EXERCISE DIRECTIONS> Go through the records below and report each line with "path" in it.

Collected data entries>
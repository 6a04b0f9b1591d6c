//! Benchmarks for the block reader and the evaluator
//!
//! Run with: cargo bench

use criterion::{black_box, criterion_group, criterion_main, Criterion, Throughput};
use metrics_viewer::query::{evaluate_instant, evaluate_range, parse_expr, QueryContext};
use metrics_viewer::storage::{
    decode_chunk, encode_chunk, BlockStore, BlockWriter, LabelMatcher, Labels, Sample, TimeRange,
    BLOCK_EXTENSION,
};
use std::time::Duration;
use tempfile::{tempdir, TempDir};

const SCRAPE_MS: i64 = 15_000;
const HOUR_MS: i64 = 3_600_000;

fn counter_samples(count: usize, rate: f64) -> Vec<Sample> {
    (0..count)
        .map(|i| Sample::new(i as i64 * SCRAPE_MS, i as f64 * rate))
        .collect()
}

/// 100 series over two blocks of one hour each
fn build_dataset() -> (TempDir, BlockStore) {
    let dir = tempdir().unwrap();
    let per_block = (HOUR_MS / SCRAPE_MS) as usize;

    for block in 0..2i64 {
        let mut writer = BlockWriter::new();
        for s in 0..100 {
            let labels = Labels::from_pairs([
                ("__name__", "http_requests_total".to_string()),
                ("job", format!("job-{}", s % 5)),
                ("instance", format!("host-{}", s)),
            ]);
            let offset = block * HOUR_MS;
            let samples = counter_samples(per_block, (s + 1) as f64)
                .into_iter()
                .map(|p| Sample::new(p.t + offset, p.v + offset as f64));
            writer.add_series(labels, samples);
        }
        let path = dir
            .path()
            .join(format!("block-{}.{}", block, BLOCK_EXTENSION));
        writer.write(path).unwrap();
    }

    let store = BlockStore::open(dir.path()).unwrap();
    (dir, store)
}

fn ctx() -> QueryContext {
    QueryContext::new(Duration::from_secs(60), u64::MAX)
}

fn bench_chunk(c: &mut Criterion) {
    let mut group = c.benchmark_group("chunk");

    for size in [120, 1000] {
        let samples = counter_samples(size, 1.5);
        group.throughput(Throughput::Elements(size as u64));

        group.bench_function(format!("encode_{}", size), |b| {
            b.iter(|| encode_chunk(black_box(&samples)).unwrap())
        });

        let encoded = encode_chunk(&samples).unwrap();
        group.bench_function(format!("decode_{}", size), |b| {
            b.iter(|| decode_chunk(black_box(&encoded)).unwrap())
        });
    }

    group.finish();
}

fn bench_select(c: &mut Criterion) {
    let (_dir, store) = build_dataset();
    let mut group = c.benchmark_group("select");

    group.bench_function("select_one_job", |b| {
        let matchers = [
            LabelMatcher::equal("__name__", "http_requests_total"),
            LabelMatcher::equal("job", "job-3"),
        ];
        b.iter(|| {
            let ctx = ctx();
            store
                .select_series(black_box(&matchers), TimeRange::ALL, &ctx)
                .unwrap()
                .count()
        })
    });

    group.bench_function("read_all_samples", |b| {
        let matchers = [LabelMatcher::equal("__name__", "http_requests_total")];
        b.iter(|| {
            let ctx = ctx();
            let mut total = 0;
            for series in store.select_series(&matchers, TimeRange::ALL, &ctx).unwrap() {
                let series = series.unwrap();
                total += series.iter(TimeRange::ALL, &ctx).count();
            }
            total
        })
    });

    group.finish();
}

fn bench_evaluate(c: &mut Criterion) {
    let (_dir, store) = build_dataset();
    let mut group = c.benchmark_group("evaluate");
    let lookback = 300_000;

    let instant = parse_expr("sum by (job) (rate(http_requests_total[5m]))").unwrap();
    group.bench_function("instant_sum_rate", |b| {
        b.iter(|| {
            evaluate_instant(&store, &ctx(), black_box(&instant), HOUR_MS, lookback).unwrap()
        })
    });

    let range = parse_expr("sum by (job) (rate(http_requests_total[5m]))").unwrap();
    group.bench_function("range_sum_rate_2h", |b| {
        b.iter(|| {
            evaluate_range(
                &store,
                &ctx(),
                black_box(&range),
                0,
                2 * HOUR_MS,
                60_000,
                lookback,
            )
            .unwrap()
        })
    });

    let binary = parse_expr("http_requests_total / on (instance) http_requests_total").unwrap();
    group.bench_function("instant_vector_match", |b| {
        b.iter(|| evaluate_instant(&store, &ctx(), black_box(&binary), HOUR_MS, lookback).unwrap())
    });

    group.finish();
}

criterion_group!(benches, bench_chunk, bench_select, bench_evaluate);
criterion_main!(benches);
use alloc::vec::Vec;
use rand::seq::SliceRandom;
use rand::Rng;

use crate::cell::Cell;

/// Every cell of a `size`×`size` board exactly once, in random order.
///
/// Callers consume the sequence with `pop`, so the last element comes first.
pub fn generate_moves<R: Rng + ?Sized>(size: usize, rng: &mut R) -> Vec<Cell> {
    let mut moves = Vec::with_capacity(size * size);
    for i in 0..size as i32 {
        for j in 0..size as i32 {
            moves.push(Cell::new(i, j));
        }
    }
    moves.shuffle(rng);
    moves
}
--
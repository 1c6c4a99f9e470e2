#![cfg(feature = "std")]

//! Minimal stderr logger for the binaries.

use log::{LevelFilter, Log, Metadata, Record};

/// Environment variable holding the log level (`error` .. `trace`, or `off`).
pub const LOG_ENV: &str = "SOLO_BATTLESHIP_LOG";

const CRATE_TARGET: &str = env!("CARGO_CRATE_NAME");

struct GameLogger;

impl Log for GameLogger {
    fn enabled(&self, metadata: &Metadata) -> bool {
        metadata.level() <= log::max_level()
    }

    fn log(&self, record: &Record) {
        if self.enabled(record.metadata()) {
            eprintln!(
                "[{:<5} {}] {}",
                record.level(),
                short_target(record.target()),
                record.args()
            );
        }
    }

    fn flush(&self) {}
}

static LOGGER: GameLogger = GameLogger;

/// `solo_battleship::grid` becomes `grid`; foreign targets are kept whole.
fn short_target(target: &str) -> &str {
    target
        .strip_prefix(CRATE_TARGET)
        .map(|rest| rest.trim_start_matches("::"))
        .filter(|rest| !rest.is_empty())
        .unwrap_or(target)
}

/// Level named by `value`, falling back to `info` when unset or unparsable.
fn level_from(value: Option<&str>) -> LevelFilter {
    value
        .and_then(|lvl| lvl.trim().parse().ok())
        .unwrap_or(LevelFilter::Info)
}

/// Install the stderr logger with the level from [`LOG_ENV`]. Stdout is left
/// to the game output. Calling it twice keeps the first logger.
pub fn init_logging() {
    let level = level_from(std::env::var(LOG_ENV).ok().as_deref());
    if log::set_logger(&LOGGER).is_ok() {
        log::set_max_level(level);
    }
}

RESULT OF THE EXERCISE>
        let path = dir
            .path()
        writer.write(path).unwrap();
    let store = BlockStore::open(dir.path()).unwrap();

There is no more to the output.